WORK ORDER - Find the line in the entries below that contains "pub mod fire". Repeat it exactly, and every line after it through the line that contains "let mut bits = 0;".

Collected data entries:
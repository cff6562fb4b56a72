//! Atari ST joystick state.
//!
//! The IKBD sees two joystick ports packed into two bytes:
//!
//! - fire: bit 0 = port 1 fire, bit 1 = port 0 fire
//! - axis: low nibble = port 0, high nibble = port 1, each
//!   bit 0 up, bit 1 down, bit 2 left, bit 3 right
//!
//! Ports are fed either from physical GPIO pins (active low) or from USB /
//! Bluetooth gamepads through [`JoystickTracker::set_state`]. A third
//! source decodes an original ST mouse wired to the port 0 pins and
//! drives the mouse emulator instead.

mod quadrature;
mod state;

use std::sync::Arc;

use embedded_hal::digital::InputPin;
use peripheral_st_mouse::SpeedSink;

pub use quadrature::{QuadratureDecoder, edges_to_speed, quad_delta};
pub use state::JoystickState;

pub mod axis {
    pub const UP: u8 = 0x01;
    pub const DOWN: u8 = 0x02;
    pub const LEFT: u8 = 0x04;
    pub const RIGHT: u8 = 0x08;
}

pub mod fire {
    pub const PORT1: u8 = 0x01;
    pub const PORT0: u8 = 0x02;
}

/// Which source an [`JoystickTracker::update`] call samples.
#[derive(Debug, Clone, Copy, PartialEq, Eq)]
pub enum JoystickPort {
    /// Physical joystick 0 pins.
    Joy0,
    /// Physical joystick 1 pins.
    Joy1,
    /// Original ST mouse on the joystick 0 pins, fed to the mouse emulator.
    OriginalMouse,
    /// USB joystick data, delivered through `set_state`.
    UsbPrimary,
    UsbSecondary,
}

impl TryFrom<u8> for JoystickPort {
    type Error = u8;

    fn try_from(value: u8) -> Result<Self, Self::Error> {
        match value {
            0 => Ok(Self::Joy0),
            1 => Ok(Self::Joy1),
            2 => Ok(Self::OriginalMouse),
            3 => Ok(Self::UsbPrimary),
            4 => Ok(Self::UsbSecondary),
            other => Err(other),
        }
    }
}

/// The five lines of one joystick port.
pub struct PortPins<P> {
    pub up: P,
    pub down: P,
    pub left: P,
    pub right: P,
    pub fire: P,
}

/// Active-low read; a pin that cannot be read counts as released.
fn pressed<P: InputPin>(pin: &mut P) -> bool {
    pin.is_low().unwrap_or(false)
}

impl<P: InputPin> PortPins<P> {
    fn directions(&mut self) -> u8 {
        let mut bits = 0;
        if pressed(&mut self.up) {
            bits |= axis::UP;
        }
        if pressed(&mut self.down) {
            bits |= axis::DOWN;
        }
        if pressed(&mut self.left) {
            bits |= axis::LEFT;
        }
        if pressed(&mut self.right) {
            bits |= axis::RIGHT;
        }
        bits
    }
}

/// Samples the joystick sources into the shared [`JoystickState`].
pub struct JoystickTracker<P> {
    joy0: PortPins<P>,
    joy1: PortPins<P>,
    state: Arc<JoystickState>,
    decoder: QuadratureDecoder,
    usb_enabled: bool,
    usb_port: u8,
}

impl<P: InputPin> JoystickTracker<P> {
    #[must_use]
    pub fn new(joy0: PortPins<P>, joy1: PortPins<P>) -> Self {
        Self {
            joy0,
            joy1,
            state: Arc::new(JoystickState::new()),
            decoder: QuadratureDecoder::new(),
            usb_enabled: false,
            usb_port: 1,
        }
    }

    /// Clear the state. Pin direction and pull-ups belong to the board.
    pub fn init(&mut self) {
        self.state.store(0, 0);
        self.decoder = QuadratureDecoder::new();
        log::info!("Joystick initialized");
    }

    pub fn init_usb(&mut self, enabled: bool, port: u8) {
        self.usb_enabled = enabled;
        self.usb_port = port;
        let state = if enabled { "enabled" } else { "disabled" };
        log::info!("USB joystick {state} on port {port}");
    }

    #[must_use]
    pub fn usb_enabled(&self) -> bool {
        self.usb_enabled
    }

    #[must_use]
    pub fn usb_port(&self) -> u8 {
        self.usb_port
    }

    /// Handle for the CPU context.
    #[must_use]
    pub fn state(&self) -> Arc<JoystickState> {
        Arc::clone(&self.state)
    }

    /// `(fire, axis)` as the IKBD sees them.
    #[must_use]
    pub fn get_state(&self) -> (u8, u8) {
        self.state.load()
    }

    /// Sample one source.
    pub fn update(&mut self, port: JoystickPort, mouse: &mut impl SpeedSink) {
        let (fire_bits, axis_bits) = self.state.load();
        match port {
            JoystickPort::Joy0 => {
                let fire = (fire_bits & !fire::PORT0)
                    | if pressed(&mut self.joy0.fire) { fire::PORT0 } else { 0 };
                let axis = (axis_bits & 0xF0) | self.joy0.directions();
                self.state.store(fire, axis);
            }
            JoystickPort::Joy1 => {
                let fire = (fire_bits & !fire::PORT1)
                    | if pressed(&mut self.joy1.fire) { fire::PORT1 } else { 0 };
                let axis = (axis_bits & 0x0F) | (self.joy1.directions() << 4);
                self.state.store(fire, axis);
            }
            JoystickPort::OriginalMouse => {
                // Mouse buttons arrive on the fire lines: left on joy0.
                let mut fire = fire_bits & !(fire::PORT0 | fire::PORT1);
                if pressed(&mut self.joy0.fire) {
                    fire |= fire::PORT0;
                }
                if pressed(&mut self.joy1.fire) {
                    fire |= fire::PORT1;
                }
                self.state.store(fire, axis_bits);

                // X on down/up, Y on right/left.
                let x = phase(pressed(&mut self.joy0.down), pressed(&mut self.joy0.up));
                let y = phase(pressed(&mut self.joy0.right), pressed(&mut self.joy0.left));
                let (sx, sy) = self.decoder.sample(x, y);
                mouse.set_speed(sx, sy);
            }
            // USB data arrives through `set_state`.
            JoystickPort::UsbPrimary | JoystickPort::UsbSecondary => {}
        }
    }

    /// Joystick state from a USB or Bluetooth gamepad, in port 0 encoding.
    /// Only applied when the USB joystick is mapped to port 1, where it is
    /// shifted into the port 1 bits.
    pub fn set_state(&mut self, fire_bits: u8, axis_bits: u8) {
        if self.usb_port == 1 {
            self.state.store(fire_bits >> 1, axis_bits << 4);
        }
    }
}

/// Two-bit phase from the A and B lines.
fn phase(a: bool, b: bool) -> u8 {
    u8::from(a) | (u8::from(b) << 1)
}
impl<S: InputSink> BluetoothPlatform for IkbdBluetooth<S> {
    fn name(&self) -> &str {
        PLATFORM_NAME
    }

    fn init(&mut self) {
        log::debug!("Bluetooth platform init");
    }

    fn on_init_complete(&mut self, scan: &mut dyn ScanControl) {
        log::info!("Bluetooth init complete, scanning for devices");
        for slot in AllowSlot::ALL {
            match self.allow_list.get(slot) {
                Some(addr) => log::info!("Allow-list {}: {addr}", slot.param()),
                None => log::info!("Allow-list {}: free", slot.param()),
            }
        }
        scan.start_scanning_and_autoconnect();
    }

    fn on_device_discovered(
        &mut self,
        addr: BdAddr,
        name: Option<&str>,
        cod: u32,
        rssi: i8,
    ) -> Verdict {
        log::debug!(
            "{addr}, name='{}', cod={cod:#08x}, rssi={rssi}",
            name.unwrap_or("<null>")
        );
        self.allow_list.filter_discovered(addr, cod)
    }

    fn on_device_connected(&mut self, device: &BtDevice) {
        log::info!("Device connected: {} ({})", device.addr, device.name);
    }

    fn on_device_disconnected(&mut self, device: &BtDevice) {
        log::info!("Device disconnected: {} ({})", device.addr, device.name);
    }

    fn on_device_ready(&mut self, device: &BtDevice) -> Verdict {
        log::info!("Device ready: {} ({})", device.addr, device.name);
        Verdict::Accept
    }

    fn on_oob_event(&mut self, event: OobEvent<'_>) {
        match event {
            OobEvent::GamepadSystemButton(gamepad) => self.trigger_event_on_gamepad(gamepad),
            OobEvent::BluetoothEnabled(enabled) => log::info!("Bluetooth enabled: {enabled}"),
            OobEvent::Other(code) => log::debug!("Unsupported OOB event: {code:#06x}"),
        }
    }

    fn on_controller_data(&mut self, device: &BtDevice, data: &ControllerData) {
        // Some mice report as another class; their COD tells the truth.
        if cod::is_mouse(device.cod) && !matches!(data, ControllerData::Mouse(_)) {
            log::debug!(
                "Overriding controller class to MOUSE based on COD, dropping {} data",
                data.class_name()
            );
            return;
        }

        match data {
            ControllerData::Gamepad(gp) => self.handle_gamepad(gp),
            ControllerData::Mouse(ms) => self.handle_mouse(ms),
            ControllerData::Keyboard(kb) => {
                log::trace!(
                    "Keyboard modifiers {:#04X}, keys {:02X?}",
                    kb.modifiers,
                    kb.pressed_keys
                );
                self.keyboard.handle_report(&kb.to_report());
            }
            ControllerData::BalanceBoard => {
                log::debug!("Unsupported controller class: {}", data.class_name());
            }
        }
    }
}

TASK OUTPUT -
pub mod fire {
    pub const PORT1: u8 = 0x01;
    pub const PORT0: u8 = 0x02;
}

/// Which source an [`JoystickTracker::update`] call samples.
#[derive(Debug, Clone, Copy, PartialEq, Eq)]
pub enum JoystickPort {
    /// Physical joystick 0 pins.
    Joy0,
    /// Physical joystick 1 pins.
    Joy1,
    /// Original ST mouse on the joystick 0 pins, fed to the mouse emulator.
    OriginalMouse,
    /// USB joystick data, delivered through `set_state`.
    UsbPrimary,
    UsbSecondary,
}

impl TryFrom<u8> for JoystickPort {
    type Error = u8;

    fn try_from(value: u8) -> Result<Self, Self::Error> {
        match value {
            0 => Ok(Self::Joy0),
            1 => Ok(Self::Joy1),
            2 => Ok(Self::OriginalMouse),
            3 => Ok(Self::UsbPrimary),
            4 => Ok(Self::UsbSecondary),
            other => Err(other),
        }
    }
}

/// The five lines of one joystick port.
pub struct PortPins<P> {
    pub up: P,
    pub down: P,
    pub left: P,
    pub right: P,
    pub fire: P,
}

/// Active-low read; a pin that cannot be read counts as released.
fn pressed<P: InputPin>(pin: &mut P) -> bool {
    pin.is_low().unwrap_or(false)
}

impl<P: InputPin> PortPins<P> {
    fn directions(&mut self) -> u8 {
        let mut bits = 0;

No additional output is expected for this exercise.